Haris Vlavianos (; born 1957), is a contemporary Greek poet.

Biography
Haris Vlavianos studied Economics and Philosophy at the University of Bristol. He also studied Politics and History at Trinity College in Oxford. His doctoral thesis, entitled "Greece 1941-1949: From Resistance to Civil War", was published by Macmillan in 1992. He is professor of History at the American College of Greece.

He has published ten collections of poetry, the most recent of them being Sonnets of Despair, in 2011. He has also published a collection of thoughts and aphorisms on poetry and poetics entitled, The Other Place (1994) and a book of essays entitled, Does Poetry Matter?: Thoughts on the Uselessness of an Art (2007), as well a book with haiku, entitled, The History of Western Philosophy in 100 Haikus: From the Presocratics to Derrida. He has translated into Greek, the works of well-known writers such as: Walt Whitman (Selected Poems, 1986), Ezra Pound (Hugh Selwyn Mauberley, 1987; Drafts and Fragments of Cantos CX-CXX, 1991), Michael Longley (Selected Poems, 1992), Wallace Stevens (Adagia, 1993), John Ashbery (Self-Portrait in a Convex Mirror, 1995), Carlo Goldoni (The Venetian Twins, 1996), William Blake (The Marriage of Heaven and Hell, 1997), Zbigniew Herbert (The Soul of Mr. Cogito and Other Poems, 2001), Fernando Pessoa (Herostrato: The Quest for Immortality, 2002; Marginalia, 2005), E. E. Cummings (33 x 3 x 33: Poems, Essays, Fragments, 2004), Wallace Stevens (Thirteen Ways of Looking at a Blackbird and Other Poems, 2007), Michael Longley (Homer's Octopus and Other Poems, 2008), T. S. Eliot (The Four Quartets, 2012).

He is the editor of the literary Greek journal Ποιητική (Poetics). His collection of poems Adieu, written in 1996, has been translated into English by David Connolly and published in the UK by Birmingham University Press (1998). A volume of his Selected Poems has been translated into German by Dadi Sideri Speck (Romiosini Press, 2011), into Dutch by Hero Hokwerda (Rotterdam Poetry International, 2000) and into Italian by Nicola Crocetti (Poesia, 2006).

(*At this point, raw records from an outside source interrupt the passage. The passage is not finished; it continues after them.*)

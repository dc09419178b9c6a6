//! State store collaborator seam
//!
//! The sync core never mutates player state directly; it dispatches
//! plain action objects to an external reactive store and re-reads
//! snapshots when a translation depends on derived state.

use crate::messages::{QueueTrack, RepeatMode, SyncedSettings};

/// Plain action objects accepted by the state store
#[derive(Debug, Clone, PartialEq)]
pub enum StoreAction {
    SetPosition { position_ms: u64 },
    SetTrack { track: QueueTrack },
    SetPlaying(bool),
    SetVolume(f32),
    SetMuted(bool),
    SetShuffle(bool),
    SetRepeat(RepeatMode),
    QueueAppend { track: QueueTrack },
    QueueRemove { index: usize },
    /// Advance to the next queue entry; which track becomes current is
    /// derived state, readable only after this action applies
    QueueAdvance,
    /// Begin loading a track into the audio pipeline
    LoadTrack { track_id: String },
    ApplySettings(SyncedSettings),
    PlayerError { code: String, message: String },
    LibraryError { code: String, message: String },
    SessionError { code: String, message: String },
}

/// Point-in-time view of the store's player slice
#[derive(Debug, Clone, Default)]
pub struct PlayerSnapshot {
    pub current_track: Option<QueueTrack>,
    pub queue: Vec<QueueTrack>,
    pub queue_index: usize,
    pub is_playing: bool,
    pub position_ms: u64,
    pub volume: f32,
    pub is_muted: bool,
    pub shuffle: bool,
    pub repeat: RepeatMode,
}

/// External reactive state store
///
/// `snapshot` must reflect every action already passed to `dispatch`;
/// handlers that react to an action's own effect re-read through it
/// rather than holding on to a pre-dispatch view.
pub trait StateStore: Send + Sync {
    fn dispatch(&self, action: StoreAction);
    fn snapshot(&self) -> PlayerSnapshot;
}
//! Ledger of optimistic updates awaiting server confirmation

use std::collections::HashMap;

use parking_lot::Mutex;

use crate::store::StoreAction;

/// A speculative mutation applied before server confirmation
#[derive(Debug, Clone)]
pub struct OptimisticUpdate {
    /// Action that was applied optimistically
    pub action: StoreAction,
    /// Action that undoes it if the server rejects the change
    pub rollback: StoreAction,
}

/// Tracks client-issued speculative mutations keyed by correlation id
///
/// Entries are never garbage-collected implicitly; every caller that
/// enqueues an entry must eventually confirm or roll it back.
#[derive(Default)]
pub struct OptimisticUpdateLedger {
    pending: Mutex<HashMap<String, OptimisticUpdate>>,
}

impl OptimisticUpdateLedger {
    pub fn new() -> Self {
        Self::default()
    }

    /// Record a speculative mutation under its correlation id
    pub fn enqueue(
        &self,
        correlation_id: impl Into<String>,
        action: StoreAction,
        rollback: StoreAction,
    ) {
        let correlation_id = correlation_id.into();
        let previous = self
            .pending
            .lock()
            .insert(correlation_id.clone(), OptimisticUpdate { action, rollback });
        if previous.is_some() {
            tracing::warn!(
                correlation_id = %correlation_id,
                "Replaced an unresolved optimistic update"
            );
        }
    }

    /// Server confirmed the change; the optimistic action stands
    ///
    /// Returns `None` for unknown ids, so a double confirmation is a
    /// no-op rather than an error.
    pub fn confirm(&self, correlation_id: &str) -> Option<OptimisticUpdate> {
        self.pending.lock().remove(correlation_id)
    }

    /// Server rejected the change; caller applies the returned rollback
    ///
    /// Returns `None` for unknown ids, so a double rollback is a no-op.
    pub fn rollback(&self, correlation_id: &str) -> Option<OptimisticUpdate> {
        self.pending.lock().remove(correlation_id)
    }

    /// Number of unresolved entries
    pub fn pending(&self) -> usize {
        self.pending.lock().len()
    }
}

A selection of his poetry has been translated into Catalan by Joaquim Gestí and published in Barcelona by the Institució de les Lletres Catalanes. Other volumes of Selected Poems have been translated into German by Torsten Israel (published by Hanser, with an introduction by Joachim Sartorius), into Dutch by Hero Hokwerda (published by Ovolos) and into English by Mina Karavanta (published by Dedalus Publications, with an introduction written by Michael Longley).

His poetry has also been translated into French, Spanish, Portuguese, Bulgarian, Albanian, and Swedish and has appeared in numerous European and American journals and anthologies.

Poetry
Ὑπνοβασίες ("Somnambulations") 1983. Greek 
Πωλητής θαυμάτων ("Pedlar of Miracles") 1985. Greek 
Τρόπος τοῦ λέγειν ("In a Manner of Speaking") 1986. Greek 

Η Νοσταλγία των Ουρανών ("The Nostalgia of the Skies") 1991. Greek 
Adieu. Nefeli, 1996.  Greek
 Adieu. Centre for Byzantine, Ottoman and Modern Greek Studies; University of Birmingham, 1998.  Greek and English.  

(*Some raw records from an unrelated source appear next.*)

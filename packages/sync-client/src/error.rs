//! Error types for the sync core

use thiserror::Error;

/// Errors surfaced by the sync core
///
/// Transport drops and handler failures are absorbed into the reconnect
/// state machine and logging respectively, so this type only covers the
/// cases a caller can actually observe.
#[derive(Debug, Error)]
pub enum SyncError {
    /// Underlying socket failed to accept a write
    #[error("transport error: {0}")]
    Transport(String),

    /// Malformed frame or payload
    #[error("parse error: {0}")]
    Parse(#[from] serde_json::Error),

    /// Invalid configuration value
    #[error("configuration error: {0}")]
    Configuration(String),
}

/// Result type alias for sync operations
pub type SyncResult<T> = Result<T, SyncError>;

#[cfg(test)]
mod tests {
    use super::*;

    #[test]
    fn test_error_display() {
        let err = SyncError::Transport("socket closed".into());
        assert_eq!(err.to_string(), "transport error: socket closed");

        let err = SyncError::Configuration("bad delay".into());
        assert_eq!(err.to_string(), "configuration error: bad delay");
    }
}
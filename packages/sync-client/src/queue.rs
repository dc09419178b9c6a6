//! Bounded FIFO buffer for outbound messages accepted while offline

use std::collections::VecDeque;

use crate::messages::Message;

/// Outbound messages awaiting transmission
///
/// Ring-buffer semantics: insertion past capacity evicts the oldest
/// entry and never blocks the caller. Used exclusively by the
/// connection manager.
#[derive(Debug)]
pub struct OfflineMessageQueue {
    capacity: usize,
    items: VecDeque<Message>,
}

impl OfflineMessageQueue {
    pub fn new(capacity: usize) -> Self {
        Self {
            capacity: capacity.max(1),
            items: VecDeque::with_capacity(capacity.max(1)),
        }
    }

    /// Change the capacity, evicting oldest entries past the new bound
    pub fn set_capacity(&mut self, capacity: usize) {
        self.capacity = capacity.max(1);
        while self.items.len() > self.capacity {
            self.items.pop_front();
        }
    }

    /// Append a message, dropping the oldest entry if full
    pub fn enqueue(&mut self, message: Message) {
        if self.items.len() == self.capacity {
            if let Some(dropped) = self.items.pop_front() {
                tracing::warn!(
                    message_type = %dropped.message_type,
                    capacity = self.capacity,
                    "Offline queue full, dropping oldest message"
                );
            }
        }
        self.items.push_back(message);
    }

    /// Atomically take the full contents in insertion order
    pub fn dequeue_all(&mut self) -> Vec<Message> {
        self.items.drain(..).collect()
    }

    pub fn clear(&mut self) {
        self.items.clear();
    }

    pub fn len(&self) -> usize {
        self.items.len()
    }

    pub fn is_empty(&self) -> bool {
        self.items.is_empty()
    }
}
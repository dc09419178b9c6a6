//! Rolling error history with classification and recovery lookup

use std::collections::VecDeque;
use std::sync::Arc;

use chrono::{DateTime, Utc};
use parking_lot::Mutex;
use uuid::Uuid;

use crate::config::DEFAULT_ERROR_HISTORY_CAPACITY;

/// Error categories assigned by keyword heuristics
#[derive(Debug, Clone, Copy, PartialEq, Eq)]
pub enum ErrorCategory {
    Network,
    Validation,
    Auth,
    Authz,
    Server,
    Client,
    Unknown,
}

impl ErrorCategory {
    /// Classify a message by keyword heuristics
    fn classify(message: &str) -> Self {
        let lower = message.to_lowercase();
        let contains = |keywords: &[&str]| keywords.iter().any(|k| lower.contains(k));

        if contains(&["network", "connection", "timeout", "socket", "offline"]) {
            Self::Network
        } else if contains(&["forbidden", "permission", "403"]) {
            Self::Authz
        } else if contains(&["unauthorized", "token", "credential", "login", "401"]) {
            Self::Auth
        } else if contains(&["invalid", "validation", "malformed", "missing"]) {
            Self::Validation
        } else if contains(&["server", "internal", "500", "503", "unavailable"]) {
            Self::Server
        } else if contains(&["client", "400"]) {
            Self::Client
        } else {
            Self::Unknown
        }
    }

    /// Default retry budget for this category
    fn max_retries(self) -> u32 {
        match self {
            Self::Network => 5,
            Self::Server => 3,
            _ => 0,
        }
    }
}

/// Suggested recovery for an error category
#[derive(Debug, Clone, Copy, PartialEq, Eq)]
pub enum RecoveryStrategy {
    Reconnect,
    Retry,
    Reauthenticate,
    None,
}

/// One recorded error
#[derive(Debug, Clone)]
pub struct TrackedError {
    pub id: Uuid,
    pub timestamp: DateTime<Utc>,
    pub category: ErrorCategory,
    pub message: String,
    /// What the caller was doing when the error surfaced
    pub originating_action: String,
    pub context: Option<String>,
    pub retry_count: u32,
    pub max_retries: u32,
}

impl TrackedError {
    pub fn can_retry(&self) -> bool {
        self.retry_count < self.max_retries
    }
}

/// Callback invoked for each recorded error
pub type ErrorCallback = Arc<dyn Fn(&TrackedError) + Send + Sync>;

/// External logging sink; forwarding is best-effort
pub trait ErrorSink: Send + Sync {
    fn forward(&self, error: &TrackedError) -> Result<(), String>;
}

/// Bounded rolling history of errors surfaced anywhere in the stack
pub struct ErrorTracker {
    history: Mutex<VecDeque<TrackedError>>,
    capacity: usize,
    callback: Option<ErrorCallback>,
    sink: Option<Arc<dyn ErrorSink>>,
}

impl Default for ErrorTracker {
    fn default() -> Self {
        Self::new(DEFAULT_ERROR_HISTORY_CAPACITY)
    }
}

impl ErrorTracker {
    pub fn new(capacity: usize) -> Self {
        Self {
            history: Mutex::new(VecDeque::with_capacity(capacity.max(1))),
            capacity: capacity.max(1),
            callback: None,
            sink: None,
        }
    }

    /// Invoke a callback for every recorded error
    pub fn with_callback(mut self, callback: impl Fn(&TrackedError) + Send + Sync + 'static) -> Self {
        self.callback = Some(Arc::new(callback));
        self
    }

    /// Forward recorded errors to an external sink, best-effort
    pub fn with_sink(mut self, sink: Arc<dyn ErrorSink>) -> Self {
        self.sink = Some(sink);
        self
    }

    /// Classify and record an error, evicting the oldest entry past capacity
    pub fn record(
        &self,
        originating_action: impl Into<String>,
        message: impl Into<String>,
    ) -> TrackedError {
        self.record_with_context(originating_action, message, None)
    }

    /// Record with an optional context tag
    pub fn record_with_context(
        &self,
        originating_action: impl Into<String>,
        message: impl Into<String>,
        context: Option<String>,
    ) -> TrackedError {
        let message = message.into();
        let category = ErrorCategory::classify(&message);
        let error = TrackedError {
            id: Uuid::new_v4(),
            timestamp: Utc::now(),
            category,
            message,
            originating_action: originating_action.into(),
            context,
            retry_count: 0,
            max_retries: category.max_retries(),
        };

        tracing::warn!(
            id = %error.id,
            category = ?error.category,
            action = %error.originating_action,
            message = %error.message,
            "Error tracked"
        );

        {
            let mut history = self.history.lock();
            if history.len() == self.capacity {
                history.pop_front();
            }
            history.push_back(error.clone());
        }

        if let Some(callback) = &self.callback {
            callback(&error);
        }
        if let Some(sink) = &self.sink {
            if let Err(e) = sink.forward(&error) {
                tracing::debug!(error = %e, "Error sink forwarding failed");
            }
        }

        error
    }

    /// Increment the retry counter for an error; `None` for unknown ids
    pub fn mark_retry(&self, id: Uuid) -> Option<u32> {
        let mut history = self.history.lock();
        let error = history.iter_mut().find(|e| e.id == id)?;
        error.retry_count += 1;
        Some(error.retry_count)
    }

    /// Suggested recovery for a category
    pub fn recovery_for(&self, category: ErrorCategory) -> RecoveryStrategy {
        match category {
            ErrorCategory::Network => RecoveryStrategy::Reconnect,
            ErrorCategory::Server => RecoveryStrategy::Retry,
            ErrorCategory::Auth => RecoveryStrategy::Reauthenticate,
            _ => RecoveryStrategy::None,
        }
    }

    // ==== Queries (diagnostics and tests) ====

    pub fn by_category(&self, category: ErrorCategory) -> Vec<TrackedError> {
        self.history
            .lock()
            .iter()
            .filter(|e| e.category == category)
            .cloned()
            .collect()
    }

    pub fn by_action(&self, action: &str) -> Vec<TrackedError> {
        self.history
            .lock()
            .iter()
            .filter(|e| e.originating_action == action)
            .cloned()
            .collect()
    }

    /// Most recent errors, newest last
    pub fn recent(&self, count: usize) -> Vec<TrackedError> {
        let history = self.history.lock();
        history
            .iter()
            .skip(history.len().saturating_sub(count))
            .cloned()
            .collect()
    }

    pub fn len(&self) -> usize {
        self.history.lock().len()
    }

    pub fn is_empty(&self) -> bool {
        self.history.lock().is_empty()
    }
}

Ο Άγγελος της Ιστορίας ("The Angel of History") Nefeli, Athens 1999.  Greek
 Der Engel der Geschichte. Romiosini Verlag, Cologne 2001.  German translation
Μετά το Τέλος της Ομορφιάς ("After the End of Beauty") Nefeli, Athens, 2003.  Greek
Nach dem Ende der Schonheit. Edition Lyrik Kabinett bei Hanser, Munich 2007.  German translation
Affirmation: Selected Poems 1986-2006. Dedalus, Dublin 2007. 
 Διακοπές στην πραγματικότητα ("Vacation in Reality") Patakis, Athens, 2009. 
 Σονέτα της συμφοράς ("Sonnets of Despair"), Patakis, Athens, 2011. 
 Αυτοπροσωπογραφία του λευκού ("Self-Portrait of White"), Patakis, Athens, 2018

References

External links
Search for Haris Vlavianos at National Library of Greece (in Greek language)
Books by Haris Vlavianos at Greek Books in print (English)

1957 births
Living people
Modern Greek poets
20th-century Greek poets
Date of birth missing (living people)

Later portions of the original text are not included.